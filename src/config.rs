use anyhow::{anyhow, Result};
use serde::{Deserialize, Serialize};
use std::fs;
use std::path::{Path, PathBuf};

/// Default bind address of the chat backend.
pub const DEFAULT_API_URL: &str = "http://localhost:8000";

#[derive(Serialize, Deserialize, Debug, Clone, Default)]
pub struct Config {
    pub api_url: Option<String>,
}

impl Config {
    pub fn new() -> Self {
        Self::default()
    }

    pub fn load() -> Result<Self> {
        Self::load_from(&Self::config_path()?)
    }

    fn load_from(path: &Path) -> Result<Self> {
        if !path.exists() {
            return Ok(Self::new());
        }

        let content = fs::read_to_string(path)?;
        let config: Config = serde_json::from_str(&content)?;
        Ok(config)
    }

    fn config_path() -> Result<PathBuf> {
        let config_dir = dirs::config_dir()
            .ok_or_else(|| anyhow!("Could not determine config directory"))?;

        Ok(config_dir.join("charla").join("config.json"))
    }
}

/// Resolve the chat backend base URL: environment variable first, then the
/// config file, then the default local backend.
pub fn resolve_api_url() -> String {
    let env_url = std::env::var("CHARLA_API_URL").ok();
    let config = Config::load().unwrap_or_else(|_| Config::new());
    resolve_from(env_url, &config)
}

fn resolve_from(env_url: Option<String>, config: &Config) -> String {
    env_url
        .filter(|url| !url.is_empty())
        .or_else(|| config.api_url.clone())
        .unwrap_or_else(|| DEFAULT_API_URL.to_string())
}

#[cfg(test)]
mod tests {
    use super::*;

    #[test]
    fn test_env_var_wins_over_config() {
        let config = Config {
            api_url: Some("http://config:9000".to_string()),
        };
        let url = resolve_from(Some("http://env:7000".to_string()), &config);
        assert_eq!(url, "http://env:7000");
    }

    #[test]
    fn test_empty_env_var_is_ignored() {
        let config = Config {
            api_url: Some("http://config:9000".to_string()),
        };
        let url = resolve_from(Some(String::new()), &config);
        assert_eq!(url, "http://config:9000");
    }

    #[test]
    fn test_falls_back_to_default() {
        let url = resolve_from(None, &Config::new());
        assert_eq!(url, DEFAULT_API_URL);
    }

    #[test]
    fn test_load_from_missing_file_is_default() {
        let dir = tempfile::tempdir().unwrap();
        let config = Config::load_from(&dir.path().join("config.json")).unwrap();
        assert!(config.api_url.is_none());
    }

    #[test]
    fn test_load_from_reads_api_url() {
        let dir = tempfile::tempdir().unwrap();
        let path = dir.path().join("config.json");
        fs::write(&path, r#"{ "api_url": "http://example:8000" }"#).unwrap();

        let config = Config::load_from(&path).unwrap();
        assert_eq!(config.api_url.as_deref(), Some("http://example:8000"));
    }

    #[test]
    fn test_load_from_rejects_malformed_json() {
        let dir = tempfile::tempdir().unwrap();
        let path = dir.path().join("config.json");
        fs::write(&path, "{ not json").unwrap();

        assert!(Config::load_from(&path).is_err());
    }
}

___

→ PROBLEM: Restate the listing above word for word.

→ RESPONSE TO THE EXERCISE:
filename src/config.rs
use anyhow::{anyhow, Result};
use serde::{Deserialize, Serialize};
use std::fs;
use std::path::{Path, PathBuf};

/// Default bind address of the chat backend.
pub const DEFAULT_API_URL: &str = "http://localhost:8000";

#[derive(Serialize, Deserialize, Debug, Clone, Default)]
pub struct Config {
    pub api_url: Option<String>,
}

impl Config {
    pub fn new() -> Self {
        Self::default()
    }

    pub fn load() -> Result<Self> {
        Self::load_from(&Self::config_path()?)
    }

    fn load_from(path: &Path) -> Result<Self> {
        if !path.exists() {
            return Ok(Self::new());
        }

        let content = fs::read_to_string(path)?;
        let config: Config = serde_json::from_str(&content)?;
        Ok(config)
    }

    fn config_path() -> Result<PathBuf> {
        let config_dir = dirs::config_dir()
            .ok_or_else(|| anyhow!("Could not determine config directory"))?;

        Ok(config_dir.join("charla").join("config.json"))
    }
}

/// Resolve the chat backend base URL: environment variable first, then the
/// config file, then the default local backend.
pub fn resolve_api_url() -> String {
    let env_url = std::env::var("CHARLA_API_URL").ok();
    let config = Config::load().unwrap_or_else(|_| Config::new());
    resolve_from(env_url, &config)
}

fn resolve_from(env_url: Option<String>, config: &Config) -> String {
    env_url
        .filter(|url| !url.is_empty())
        .or_else(|| config.api_url.clone())
        .unwrap_or_else(|| DEFAULT_API_URL.to_string())
}

#[cfg(test)]
mod tests {
    use super::*;

    #[test]
    fn test_env_var_wins_over_config() {
        let config = Config {
            api_url: Some("http://config:9000".to_string()),
        };
        let url = resolve_from(Some("http://env:7000".to_string()), &config);
        assert_eq!(url, "http://env:7000");
    }

    #[test]
    fn test_empty_env_var_is_ignored() {
        let config = Config {
            api_url: Some("http://config:9000".to_string()),
        };
        let url = resolve_from(Some(String::new()), &config);
        assert_eq!(url, "http://config:9000");
    }

    #[test]
    fn test_falls_back_to_default() {
        let url = resolve_from(None, &Config::new());
        assert_eq!(url, DEFAULT_API_URL);
    }

    #[test]
    fn test_load_from_missing_file_is_default() {
        let dir = tempfile::tempdir().unwrap();
        let config = Config::load_from(&dir.path().join("config.json")).unwrap();
        assert!(config.api_url.is_none());
    }

    #[test]
    fn test_load_from_reads_api_url() {
        let dir = tempfile::tempdir().unwrap();
        let path = dir.path().join("config.json");
        fs::write(&path, r#"{ "api_url": "http://example:8000" }"#).unwrap();

        let config = Config::load_from(&path).unwrap();
        assert_eq!(config.api_url.as_deref(), Some("http://example:8000"));
    }

    #[test]
    fn test_load_from_rejects_malformed_json() {
        let dir = tempfile::tempdir().unwrap();
        let path = dir.path().join("config.json");
        fs::write(&path, "{ not json").unwrap();

        assert!(Config::load_from(&path).is_err());
    }
}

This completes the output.